The same questions were asked in Virginia 12 years ago, during McAuliffe's first of three bids for the top gig in the Commonwealth. McAuliffe had the political backing of the State Administration's power base, more money than he needed and the name recognition that should have given him every advantage over his chief opponent, State Sen. Creigh Deeds. In that primary, Deeds came in a disappointing second, falling behind McAuliffe with 24 percentage points in 2009. Deeds, a progressive figure among the ascendant leftwing of the Democratic Party, went on to lose the general election by 17 percentage points in a campaign that was so problematic that it had an obit written in October — before November's election day. What’s a good idea to try this phrase out, you might do it myself!
Now, McAuliffe is looking at becoming the only Virginia governor in history who is elected as a Democrat twice by voters. What is the best way to say it-the best way to go about it? As before, so much of the national conversation unfolding just across the Potomac River is coloring the mood of his electorate. More than a third of the voters of northern Virginia live in Northern Virginia, meaning that all that happens at the Capitol and White House are local news for them. They, unlike most readers of this newsletter, can't escape the partisan churn when they turn on their 11 p.m. newscasts. All of Washington are right alongside local sports scores.

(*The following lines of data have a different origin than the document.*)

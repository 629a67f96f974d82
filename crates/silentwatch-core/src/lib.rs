//! silentwatch core: baseline model, metric simulation, and the explanation ladder.
//!
//! This crate holds everything about a status report that does not depend on
//! HTTP: the baseline constants, the synthetic [`Observation`], the prompt
//! template sent to a text-generation service, and the pure mapping from a
//! generation outcome to the user-visible explanation. It carries no runtime
//! or network dependencies so the gateway and tests can share it freely.
//!
//! # Defensive guarantees
//! Panics, `unwrap`, and `expect` are compile-denied here
//! (`#![deny(clippy::panic, clippy::unwrap_used, clippy::expect_used)]`).

#![deny(clippy::unwrap_used)]
#![deny(clippy::expect_used)]
#![deny(clippy::panic)]

pub mod baseline;
pub mod error;
pub mod explain;
pub mod observation;
pub mod prompt;
pub mod report;
pub mod simulator;

/// Shared result type.
pub use error::{GenerationError, Result, SilentWatchError};
pub use explain::{Decision, Explanation, ExplanationSource};
pub use observation::{Classification, Observation};
pub use prompt::Prompt;
pub use report::StatusReport;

The feeling in Washington is eerily similar to it was 12 years ago when Deeds lost McAuliffe to McAuliffe. A newly elected Democratic president is trying to strike a deal on major spending plans. At the time it was Barack Obama, it was an economic stimulus plan and health care. It will now be an economic stimulus plan and family aid in Joe Biden's favour. In both instances, centrist Republicans stood in their way, moderate Democrats were moving centrist positions that could win over Republicans, and progressives had sold-out. With Obama, progressives projected a lot of his less progressive positions and overlooked a lefty they could believe in. They got the most progressive platform in U.S. history with Biden. They also hated Trump so much that they held their nose and went with the candidate they were told had the best shot of getting Trump back to Mar a Lago.
But today, unlike 12 years ago, the progressive movement has become more organized. It has passed from just loudness to power. The email lists are more robust, the tools whose results were on Hillary Clinton's loss and the resulting resistance movement are formidable and the activists are feisty. The activists were frustrated in 2009, but they still had their Obama posters on their walls. This time, they are seeing that Ridin' in Biden isn't getting her very far and are speaking up.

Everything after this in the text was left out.